Adenia hondala is a climbing plant growing from a large irregular-shaped tuber. The woody, scrambling stems are thickened at the nodes. The leaves are alternate, with a tendril growing from each node, and these tendrils bear the flowers. The leaves are large and are deeply, palmately divided into three to five lobes; they have circular glands between the lobes. The flowers are greenish-white or bluish-white, each with a bell-shaped tube and five curled-back petals. The fruit is a capsule splitting into three valves with stiff rind and filled with seeds surrounded by fleshy white arils. The fruit is globular, green at first, turning orange as it ripens, and is poisonous.
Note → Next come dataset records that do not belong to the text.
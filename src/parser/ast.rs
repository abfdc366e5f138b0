use std::rc::Rc;

use serde::{Deserialize, Serialize};

/// Complete Brook program: an ordered list of top-level statements
#[derive(Debug, Clone, PartialEq, Serialize, Deserialize)]
pub struct Program {
    /// Top-level statements in source order
    pub body: Vec<Stmt>,
}

/// Statements
///
/// Operators inside expressions are stored as their source text; the
/// evaluator matches on the text and treats anything it does not recognize
/// as an internal-corruption error.
#[derive(Debug, Clone, PartialEq, Serialize, Deserialize)]
pub enum Stmt {
    /// Variable declaration: `let name = expr;`
    VariableDeclaration {
        /// Name being declared
        name: String,
        /// Initializer expression
        value: Expr,
    },

    /// If statement with optional else branch
    If {
        /// Condition expression
        test: Expr,
        /// Statement (or block) run when the test is truthy
        consequent: Box<Stmt>,
        /// Statement (or block) run otherwise
        alternate: Option<Box<Stmt>>,
    },

    /// While loop
    While {
        /// Loop condition, re-evaluated before each iteration
        test: Expr,
        /// Loop body
        body: Box<Stmt>,
    },

    /// C-style for loop: `for (let i = 0; test; update) body`
    ///
    /// The grammar requires the initializer to be a `let` declaration, so
    /// `init` always holds [`Stmt::VariableDeclaration`].
    For {
        /// Initializer, run exactly once
        init: Box<Stmt>,
        /// Condition, re-evaluated before each iteration
        test: Expr,
        /// Update expression, run after each iteration
        update: Expr,
        /// Loop body
        body: Box<Stmt>,
    },

    /// Braced statement list; introduces a scope snapshot at evaluation
    Block(Vec<Stmt>),

    /// `print(expr);`
    Print(Expr),

    /// Function declaration
    ///
    /// The body is shared via `Rc` so closure values can reference it
    /// without cloning the statement tree.
    FunctionDeclaration {
        /// Function name, bound in the declaring scope
        name: String,
        /// Ordered parameter names
        params: Vec<String>,
        /// Block body statements
        body: Rc<Vec<Stmt>>,
    },

    /// `return expr;`
    Return(Expr),

    /// Bare expression statement: `expr;`
    Expression(Expr),
}

/// Expressions
#[derive(Debug, Clone, PartialEq, Serialize, Deserialize)]
pub enum Expr {
    /// Variable reference
    Identifier(String),
    /// Numeric literal
    Number(f64),
    /// String literal
    Str(String),
    /// Boolean literal
    Bool(bool),

    /// Binary operation; `op` is the operator text (`+`, `==`, `&&`, ...)
    Binary {
        /// Operator text
        op: String,
        /// Left operand
        left: Box<Expr>,
        /// Right operand
        right: Box<Expr>,
    },

    /// Prefix unary operation; `op` is `-` or `!`
    Unary {
        /// Operator text
        op: String,
        /// Operand
        operand: Box<Expr>,
    },

    /// Assignment: `target = value` (right-associative)
    ///
    /// `target` is an identifier or a member expression; anything else is
    /// rejected at evaluation time.
    Assignment {
        /// Assignment target
        target: Box<Expr>,
        /// Value expression
        value: Box<Expr>,
    },

    /// Call: `callee(args...)`
    Call {
        /// Callee expression
        callee: Box<Expr>,
        /// Argument expressions in source order
        args: Vec<Expr>,
    },

    /// Member access: `object.name` or `object[expr]`
    Member {
        /// Object expression
        object: Box<Expr>,
        /// Property: an identifier for `.name`, any expression for `[expr]`
        property: Box<Expr>,
        /// True for `[expr]` (property is evaluated), false for `.name`
        computed: bool,
    },

    /// Array literal: `[a, b, c]`
    Array(Vec<Expr>),

    /// Object literal: `{key: expr, ...}`; keys are bare identifiers
    Object(Vec<(String, Expr)>),
}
The fruits are poisonous and their resemblance to the fruits of the passion flower has led children to eat it mistakenly.

==Distribution==
This plant is native to tropical southeastern Asia, Vietmam and the southwestern part of India and Sri Lanka.

==Ecology==
The caterpillars of the tawny coster (Acraea terpsicore), the Tamil lacewing (Cethosia nietneri), the common cruiser (Vindula erota) and the clipper (Parthenos sylvia) feed on this plant.

==Uses==
The young shoots and leaf stalks can be cooked and eaten. The tubers, which are poisonous, have antibacterial and antimicrobial properties and are used in Ayurvedic medicine for the treatment of skin disorders and to treat hernias. The seeds are used to combat the effects of poison, and the tubers are used to make a drug known as "vidari" or "vidaari", although this pharmaceutical is also made from other plants, Ipomoea mauritiana, Pueraria tuberosa and Cycas circinalis. The plant is also used against snake bites.

==Status==
Adenia hondala is a generally uncommon species. In Tamil Nadu its conservation status is listed as being near threatened while in Kerala and Karnataka it is listed as being vulnerable.